Tabula not plausible for the volume of information you’re needing to extract? (Thousands of pages in my case.) This package may be what you’re looking for. I should note that this is a simple tool aimed at very structured data. Tabula can handle far messsier situations than this package. Misaligned cell heights? Word-wrapped cells? Spanning cells? You’re better off with Tabula. Computer-generated report PDFs that urgently want to be in a SQLite database? You’ve come to the right place.

Reading UIUC Financials

If you came here looking to read financial statements at UIUC, there’s a page just for you.

Package Overview

This package builds on pdfminer to make it easy to absorb computer-generated tabular data in PDF form and produce JSON-like lists of row dictionaries. The basic workflow is as follows:

# identify top of table
top_y0 = find_attr_group_matching(
        ["Last Name", "First Name"], "y0", page_it.lines)

# extract text snippets making up table body
table_lines = [l for l in page_it.lines if l.y0 < top_y0]

# extract header text snippets
headers = [l for l in page_it.lines if abs(l.y0 - top_y0) < 5]

# extract table
rows = find_row_table(headers, table_lines)
rows = merge_overlapping_rows(rows, "y0", "y1")
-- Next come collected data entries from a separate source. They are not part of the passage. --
//! The network hop.
//!
//! A `Transport` executes one `HttpRequest` and hands back the
//! `HttpResponse` for whatever status the server answered with. It only fails
//! when no response arrived at all. `ReqwestTransport` is the default.

use async_trait::async_trait;
use reqwest::multipart::{Form, Part};

use crate::error::TransportError;
use crate::http::{HttpMethod, HttpRequest, HttpResponse, RequestBody};

#[async_trait]
pub trait Transport: Send + Sync {
    async fn execute(&self, request: HttpRequest) -> Result<HttpResponse, TransportError>;
}

/// `Transport` backed by a shared `reqwest::Client`.
#[derive(Debug, Clone)]
pub struct ReqwestTransport {
    client: reqwest::Client,
}

impl ReqwestTransport {
    pub fn new() -> Result<Self, TransportError> {
        let client = reqwest::Client::builder()
            .user_agent(concat!("araria-core/", env!("CARGO_PKG_VERSION")))
            .build()
            .map_err(|e| TransportError::Network(format!("failed to build HTTP client: {e}")))?;
        Ok(Self { client })
    }

    /// Reuse an existing client, e.g. one with proxies or custom TLS roots.
    pub fn with_client(client: reqwest::Client) -> Self {
        Self { client }
    }
}

impl From<HttpMethod> for reqwest::Method {
    fn from(method: HttpMethod) -> Self {
        match method {
            HttpMethod::Get => reqwest::Method::GET,
            HttpMethod::Post => reqwest::Method::POST,
            HttpMethod::Put => reqwest::Method::PUT,
            HttpMethod::Delete => reqwest::Method::DELETE,
        }
    }
}

#[async_trait]
impl Transport for ReqwestTransport {
    async fn execute(&self, request: HttpRequest) -> Result<HttpResponse, TransportError> {
        let mut builder = self.client.request(request.method.into(), &request.url);
        for (name, value) in &request.headers {
            builder = builder.header(name.as_str(), value.as_str());
        }

        builder = match request.body {
            Some(RequestBody::Json(text)) => builder.body(text),
            Some(RequestBody::Multipart(upload)) => {
                let content_type = upload.content_type().to_string();
                let part = Part::bytes(upload.bytes)
                    .file_name(upload.file_name)
                    .mime_str(&content_type)
                    .map_err(|e| TransportError::Network(format!("invalid content type: {e}")))?;
                builder.multipart(Form::new().part("file", part))
            }
            None => builder,
        };

        let response = builder
            .send()
            .await
            .map_err(|e| TransportError::Network(e.to_string()))?;

        let status = response.status().as_u16();
        let headers = response
            .headers()
            .iter()
            .filter_map(|(name, value)| {
                value
                    .to_str()
                    .ok()
                    .map(|value| (name.as_str().to_string(), value.to_string()))
            })
            .collect();
        let body = response
            .text()
            .await
            .map_err(|e| TransportError::Network(format!("failed to read response body: {e}")))?;

        Ok(HttpResponse {
            status,
            headers,
            body,
        })
    }
}
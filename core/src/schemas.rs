//! Request shapes accepted by the Araria API, keyed by wire field name.

use crate::schema::{FieldKind, FieldSpec, Schema};

const STRINGS: FieldKind = FieldKind::Array(&FieldKind::String);

pub static IMAGE_GENERATE: Schema = Schema {
    name: "ImageGenerateRequest",
    fields: &[
        FieldSpec::required("positivePrompt", FieldKind::String),
        FieldSpec::required("model", FieldKind::String),
        FieldSpec::optional("scheduler", FieldKind::String),
        FieldSpec::optional("negativePrompt", FieldKind::String),
        FieldSpec::optional("seed", FieldKind::Number),
        FieldSpec::optional("steps", FieldKind::Number),
        FieldSpec::optional("checkNSFW", FieldKind::Boolean),
        FieldSpec::optional("seedImage", FieldKind::String),
        FieldSpec::optional("maskImage", FieldKind::String),
        FieldSpec::optional("strength", FieldKind::Number),
        FieldSpec::optional("height", FieldKind::Number),
        FieldSpec::optional("width", FieldKind::Number),
        FieldSpec::optional("CFGScale", FieldKind::Number),
        FieldSpec::optional("clipSkip", FieldKind::Number),
        FieldSpec::optional("usePromptWeighting", FieldKind::Boolean),
        FieldSpec::optional("promptWeighting", FieldKind::String),
        FieldSpec::optional("numberResults", FieldKind::Number),
        FieldSpec::optional("outputType", FieldKind::String),
        FieldSpec::optional("outputFormat", FieldKind::String),
        FieldSpec::optional("includeCost", FieldKind::Boolean),
        FieldSpec::optional("customTaskUUID", FieldKind::String),
    ],
};

pub static UPSCALE: Schema = Schema {
    name: "UpscaleRequest",
    fields: &[FieldSpec::required("image_url", FieldKind::String)],
};

pub static BACKGROUND_REMOVAL: Schema = Schema {
    name: "BackgroundRemovalRequest",
    fields: &[FieldSpec::required("image_url", FieldKind::String)],
};

pub static DECOR_PRIME_WALLS: Schema = Schema {
    name: "DecorPrimeWallsRequest",
    fields: &[FieldSpec::required("prompt", FieldKind::String)],
};

pub static DECOR_IMAGE: Schema = Schema {
    name: "DecorImageRequest",
    fields: &[FieldSpec::required("prompt", FieldKind::String)],
};

pub static CHAT: Schema = Schema {
    name: "ChatRequest",
    fields: &[
        FieldSpec::required("model", FieldKind::String),
        FieldSpec::required("prompt", FieldKind::String),
        FieldSpec::required("stream", FieldKind::Boolean),
        FieldSpec::required("temperature", FieldKind::Number),
        FieldSpec::required("user", FieldKind::Number),
        FieldSpec::required("access_token", FieldKind::String),
        FieldSpec::required("sessionId", FieldKind::String),
    ],
};

pub static FASHION_VIDEO: Schema = Schema {
    name: "FashionVideoRequest",
    fields: &[
        FieldSpec::required("inputImages", STRINGS),
        FieldSpec::required("visionDescriptions", STRINGS),
        FieldSpec::required("prompts", STRINGS),
        FieldSpec::required("theme", FieldKind::String),
        FieldSpec::required("dimension", FieldKind::String),
        FieldSpec::required("videosPerImage", FieldKind::Number),
        FieldSpec::optional("videoUrls", STRINGS),
        FieldSpec::optional("selectedVideoUrls", STRINGS),
        FieldSpec::optional("bgColor", FieldKind::String),
        FieldSpec::optional("musicPath", FieldKind::String),
        FieldSpec::optional("logoPath", FieldKind::String),
        FieldSpec::optional("audioStartAt", FieldKind::Number),
    ],
};

pub static NUVEMSHOP_CONNECT: Schema = Schema {
    name: "NuvemshopConnectRequest",
    fields: &[
        FieldSpec::required("storeId", FieldKind::Number),
        FieldSpec::required("arariaApiKey", FieldKind::String),
    ],
};

pub static VISION_IMAGE_TO_TEXT: Schema = Schema {
    name: "VisionImageToTextRequest",
    fields: &[
        FieldSpec::required("image", FieldKind::String),
        FieldSpec::required("model", FieldKind::String),
    ],
};

pub static PROMPT_GENERATE: Schema = Schema {
    name: "PromptGenerateRequest",
    fields: &[
        FieldSpec::required("systemPrompt", FieldKind::String),
        FieldSpec::required("description", FieldKind::String),
        FieldSpec::required("model", FieldKind::String),
    ],
};

static TRYON_INPUT: Schema = Schema {
    name: "FashionTryonInput",
    fields: &[
        FieldSpec::required("model_input", FieldKind::String),
        FieldSpec::optional("dress_input", FieldKind::String),
        FieldSpec::optional("upper_input", FieldKind::String),
        FieldSpec::optional("lower_input", FieldKind::String),
    ],
};

pub static FASHION_TRYON: Schema = Schema {
    name: "FashionTryonRequest",
    fields: &[
        FieldSpec::required("modelId", FieldKind::String),
        FieldSpec::required("model", FieldKind::String),
        FieldSpec::required("task_type", FieldKind::String),
        FieldSpec::required("input", FieldKind::Object(&TRYON_INPUT)),
    ],
};

pub static FASHION_MODEL: Schema = Schema {
    name: "FashionModelRequest",
    fields: &[
        FieldSpec::required("name", FieldKind::String),
        FieldSpec::optional("description", FieldKind::String),
        FieldSpec::required("age", FieldKind::String),
        FieldSpec::required("gender", FieldKind::String),
        FieldSpec::required("bodyType", FieldKind::String),
        FieldSpec::required("ethnicity", FieldKind::String),
        FieldSpec::required("style", FieldKind::String),
        FieldSpec::optional("prompt", FieldKind::String),
    ],
};

pub static FASHION_MODEL_PROMPT: Schema = Schema {
    name: "FashionModelPromptRequest",
    fields: &[
        FieldSpec::optional("systemPrompt", FieldKind::String),
        FieldSpec::required("prompt", FieldKind::String),
        FieldSpec::required("model", FieldKind::String),
    ],
};

pub static IMAGE_TASK: Schema = Schema {
    name: "ImageTaskRequest",
    fields: &[
        FieldSpec::required("model", FieldKind::String),
        FieldSpec::required("task_type", FieldKind::String),
        FieldSpec::optional("input", FieldKind::Any),
    ],
};
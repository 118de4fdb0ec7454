//! Caller-supplied observation of dispatched requests.
//!
//! The dispatcher reports every outgoing request and every outcome to a
//! `RequestHook`. Callers inject their own to route events elsewhere. The
//! default `TracingHook` emits `tracing` events. Events never carry the API
//! key or request bodies.

use tracing::{debug, warn};

use crate::endpoint::Endpoint;
use crate::http::HttpMethod;

#[derive(Debug, Clone, Copy)]
pub struct RequestEvent<'a> {
    pub endpoint: Endpoint,
    pub method: HttpMethod,
    pub url: &'a str,
}

#[derive(Debug, Clone, Copy)]
pub enum Outcome<'a> {
    /// The server answered; `status` may still be non-2xx.
    Response { status: u16 },
    /// The request never reached the transport.
    Rejected { reason: &'a str },
    /// No response arrived.
    Failed { reason: &'a str },
}

pub trait RequestHook: Send + Sync {
    fn on_request(&self, event: &RequestEvent<'_>);

    fn on_outcome(&self, _endpoint: Endpoint, _outcome: &Outcome<'_>) {}
}

/// Default hook, logs through `tracing`.
#[derive(Debug, Clone, Copy, Default)]
pub struct TracingHook;

impl RequestHook for TracingHook {
    fn on_request(&self, event: &RequestEvent<'_>) {
        debug!(
            endpoint = ?event.endpoint,
            method = %event.method,
            url = event.url,
            "dispatching request"
        );
    }

    fn on_outcome(&self, endpoint: Endpoint, outcome: &Outcome<'_>) {
        match outcome {
            Outcome::Response { status } if (200..300).contains(status) => {
                debug!(endpoint = ?endpoint, status, "request succeeded");
            }
            Outcome::Response { status } => {
                warn!(endpoint = ?endpoint, status, "request returned error status");
            }
            Outcome::Rejected { reason } => {
                debug!(endpoint = ?endpoint, reason, "request rejected before dispatch");
            }
            Outcome::Failed { reason } => {
                warn!(endpoint = ?endpoint, reason, "request failed");
            }
        }
    }
}
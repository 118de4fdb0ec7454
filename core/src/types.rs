//! Request and response DTOs for the Araria API.
//!
//! # Design
//! Field names follow the wire format exactly, which mixes camelCase,
//! snake_case and a few upper-case acronyms, so most renames are explicit.
//! Optional fields are skipped when `None`, since the API distinguishes an
//! absent field from `null`. Fields whose effect is unknown on this side
//! (`custom_task_uuid`, `clip_skip`, image-task `input`) are carried as
//! opaque values.

use serde::{Deserialize, Serialize};
use serde_json::Value;

#[derive(Debug, Clone, Default, PartialEq, Serialize, Deserialize)]
#[serde(rename_all = "camelCase")]
pub struct ImageGenerateRequest {
    pub positive_prompt: String,
    pub model: String,
    #[serde(skip_serializing_if = "Option::is_none")]
    pub scheduler: Option<String>,
    #[serde(skip_serializing_if = "Option::is_none")]
    pub negative_prompt: Option<String>,
    #[serde(skip_serializing_if = "Option::is_none")]
    pub seed: Option<u64>,
    #[serde(skip_serializing_if = "Option::is_none")]
    pub steps: Option<u32>,
    #[serde(rename = "checkNSFW", skip_serializing_if = "Option::is_none")]
    pub check_nsfw: Option<bool>,
    #[serde(skip_serializing_if = "Option::is_none")]
    pub seed_image: Option<String>,
    #[serde(skip_serializing_if = "Option::is_none")]
    pub mask_image: Option<String>,
    #[serde(skip_serializing_if = "Option::is_none")]
    pub strength: Option<f64>,
    #[serde(skip_serializing_if = "Option::is_none")]
    pub height: Option<u32>,
    #[serde(skip_serializing_if = "Option::is_none")]
    pub width: Option<u32>,
    #[serde(rename = "CFGScale", skip_serializing_if = "Option::is_none")]
    pub cfg_scale: Option<f64>,
    #[serde(skip_serializing_if = "Option::is_none")]
    pub clip_skip: Option<u32>,
    #[serde(skip_serializing_if = "Option::is_none")]
    pub use_prompt_weighting: Option<bool>,
    #[serde(skip_serializing_if = "Option::is_none")]
    pub prompt_weighting: Option<String>,
    #[serde(skip_serializing_if = "Option::is_none")]
    pub number_results: Option<u32>,
    #[serde(skip_serializing_if = "Option::is_none")]
    pub output_type: Option<String>,
    #[serde(skip_serializing_if = "Option::is_none")]
    pub output_format: Option<String>,
    #[serde(skip_serializing_if = "Option::is_none")]
    pub include_cost: Option<bool>,
    #[serde(rename = "customTaskUUID", skip_serializing_if = "Option::is_none")]
    pub custom_task_uuid: Option<String>,
}

impl ImageGenerateRequest {
    pub fn new(positive_prompt: impl Into<String>, model: impl Into<String>) -> Self {
        Self {
            positive_prompt: positive_prompt.into(),
            model: model.into(),
            ..Self::default()
        }
    }
}

/// Shared by upscaling and background removal.
#[derive(Debug, Clone, PartialEq, Eq, Serialize, Deserialize)]
pub struct ImageUrlRequest {
    pub image_url: String,
}

pub type UpscaleRequest = ImageUrlRequest;
pub type BackgroundRemovalRequest = ImageUrlRequest;

/// Shared by prime walls and virtual staging.
#[derive(Debug, Clone, PartialEq, Eq, Serialize, Deserialize)]
pub struct DecorRequest {
    pub prompt: String,
}

pub type DecorPrimeWallsRequest = DecorRequest;
pub type DecorImageRequest = DecorRequest;

#[derive(Debug, Clone, PartialEq, Serialize, Deserialize)]
pub struct ChatRequest {
    pub model: String,
    pub prompt: String,
    pub stream: bool,
    pub temperature: f64,
    pub user: i64,
    pub access_token: String,
    #[serde(rename = "sessionId")]
    pub session_id: String,
}

#[derive(Debug, Clone, PartialEq, Eq, Serialize, Deserialize)]
#[serde(rename_all = "camelCase")]
pub struct NuvemshopConnectRequest {
    pub store_id: u64,
    pub araria_api_key: String,
}

#[derive(Debug, Clone, PartialEq, Eq, Serialize, Deserialize)]
pub struct VisionImageToTextRequest {
    pub image: String,
    pub model: String,
}

#[derive(Debug, Clone, PartialEq, Eq, Serialize, Deserialize)]
#[serde(rename_all = "camelCase")]
pub struct PromptGenerateRequest {
    pub system_prompt: String,
    pub description: String,
    pub model: String,
}

#[derive(Debug, Clone, Default, PartialEq, Serialize, Deserialize)]
#[serde(rename_all = "camelCase")]
pub struct FashionVideoRequest {
    pub input_images: Vec<String>,
    pub vision_descriptions: Vec<String>,
    pub prompts: Vec<String>,
    pub theme: String,
    pub dimension: String,
    pub videos_per_image: u32,
    #[serde(skip_serializing_if = "Option::is_none")]
    pub video_urls: Option<Vec<String>>,
    #[serde(skip_serializing_if = "Option::is_none")]
    pub selected_video_urls: Option<Vec<String>>,
    #[serde(skip_serializing_if = "Option::is_none")]
    pub bg_color: Option<String>,
    #[serde(skip_serializing_if = "Option::is_none")]
    pub music_path: Option<String>,
    #[serde(skip_serializing_if = "Option::is_none")]
    pub logo_path: Option<String>,
    #[serde(skip_serializing_if = "Option::is_none")]
    pub audio_start_at: Option<f64>,
}

/// A fashion video as stored by the API.
#[derive(Debug, Clone, PartialEq, Serialize, Deserialize)]
#[serde(rename_all = "camelCase")]
pub struct FashionVideoResponse {
    pub id: String,
    pub status: String,
    pub created_at: String,
    pub updated_at: String,
    pub input_images: Vec<String>,
    pub vision_descriptions: Vec<String>,
    pub prompts: Vec<String>,
    pub theme: String,
    pub dimension: String,
    pub videos_per_image: f64,
    pub video_urls: Vec<String>,
    pub selected_video_urls: Vec<String>,
    #[serde(default, skip_serializing_if = "Option::is_none")]
    pub video_output_path: Option<String>,
    #[serde(default, skip_serializing_if = "Option::is_none")]
    pub video_output_file_id: Option<String>,
    #[serde(default, skip_serializing_if = "Option::is_none")]
    pub bg_color: Option<String>,
    #[serde(default, skip_serializing_if = "Option::is_none")]
    pub music_path: Option<String>,
    #[serde(default, skip_serializing_if = "Option::is_none")]
    pub logo_path: Option<String>,
    #[serde(default, skip_serializing_if = "Option::is_none")]
    pub audio_start_at: Option<f64>,
    #[serde(default, skip_serializing_if = "Option::is_none")]
    pub tasks: Option<Vec<Value>>,
    #[serde(default, skip_serializing_if = "Option::is_none")]
    pub watermark: Option<bool>,
}

#[derive(Debug, Clone, PartialEq, Eq, Serialize, Deserialize)]
pub struct FashionTryonRequest {
    #[serde(rename = "modelId")]
    pub model_id: String,
    pub model: String,
    pub task_type: String,
    pub input: FashionTryonInput,
}

#[derive(Debug, Clone, Default, PartialEq, Eq, Serialize, Deserialize)]
pub struct FashionTryonInput {
    pub model_input: String,
    #[serde(skip_serializing_if = "Option::is_none")]
    pub dress_input: Option<String>,
    #[serde(skip_serializing_if = "Option::is_none")]
    pub upper_input: Option<String>,
    #[serde(skip_serializing_if = "Option::is_none")]
    pub lower_input: Option<String>,
}

#[derive(Debug, Clone, Default, PartialEq, Eq, Serialize, Deserialize)]
#[serde(rename_all = "camelCase")]
pub struct FashionModelRequest {
    pub name: String,
    #[serde(skip_serializing_if = "Option::is_none")]
    pub description: Option<String>,
    pub age: String,
    pub gender: String,
    pub body_type: String,
    pub ethnicity: String,
    pub style: String,
    #[serde(skip_serializing_if = "Option::is_none")]
    pub prompt: Option<String>,
}

#[derive(Debug, Clone, PartialEq, Eq, Serialize, Deserialize)]
#[serde(rename_all = "camelCase")]
pub struct FashionModelPromptRequest {
    #[serde(skip_serializing_if = "Option::is_none")]
    pub system_prompt: Option<String>,
    pub prompt: String,
    pub model: String,
}

#[derive(Debug, Clone, PartialEq, Serialize, Deserialize)]
pub struct ImageTaskRequest {
    pub model: String,
    pub task_type: String,
    #[serde(default, skip_serializing_if = "Option::is_none")]
    pub input: Option<Value>,
}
This will leave rows to be a data structure roughly like the following:

{'Amount ': TL('           60.00 '), 'Last Name': TL('Lidstad'), 'Address': TL('62\xa0Mississippi\xa0River\xa0Blvd\xa0N'), 'First Name': TL('Dick\xa0&\xa0Peg'), 'City': TL('Saint\xa0Paul'), 'State': TL('MN'), 'Zip': TL('55104'), 'Occupation': TL('retired'), 'Date': TL('10/12/2012')}
{'Amount ': TL('           60.00 '), 'Last Name': TL('Strom'), 'Address': TL('1229\xa0Hague\xa0Ave'), 'First Name': TL('Pam'), 'City': TL('St.\xa0Paul'), 'State': TL('MN'), 'Zip': TL('55104'), 'Date': TL('9/12/2012')}
{'Amount ': TL('           60.00 '), 'Last Name': TL('Seeba'), 'Address': TL('1399\xa0Sheldon\xa0St'), 'First Name': TL('Louise\xa0&\xa0Paul'), 'City': TL('Saint\xa0Paul'), 'State': TL('MN'), 'Zip': TL('55108'), 'Occupation': TL('BOE'), 'Employer': TL('City\xa0of\xa0Saint\xa0Paul'), 'Date': TL('10/12/2012')}
{'Amount ': TL('           60.00 '), 'Last Name': TL('Schumacher\xa0/\xa0Bales'), 'First Name': TL('Douglas\xa0L.\xa0/\xa0Patricia\xa0948\xa0County\xa0Rd.\xa0D\xa0W'), 'City': TL('Saint\xa0Paul'), 'State': TL('MN'), 'Zip': TL('55126'), 'Date': TL('10/13/2012')}
{'Amount ': TL('           75.00 '), 'Last Name': TL('Abrams'), 'Address': TL('238\xa08th\xa0St\xa0east'), 'First Name': TL('Marjorie'), 'City': TL('St\xa0Paul'), 'State': TL('MN'), 'Zip': TL('55101'), 'Occupation': TL('Retired'), 'Employer': TL('Retired'), 'Date': TL('8/8/2012')}

See this demo for a minimal, fully functional example. There is some documentation in the source code. In addition, there are some (sparsely documented) facilities for inserting the obtained data into a SQLite3 database and the full script I use to make my financial info digestible.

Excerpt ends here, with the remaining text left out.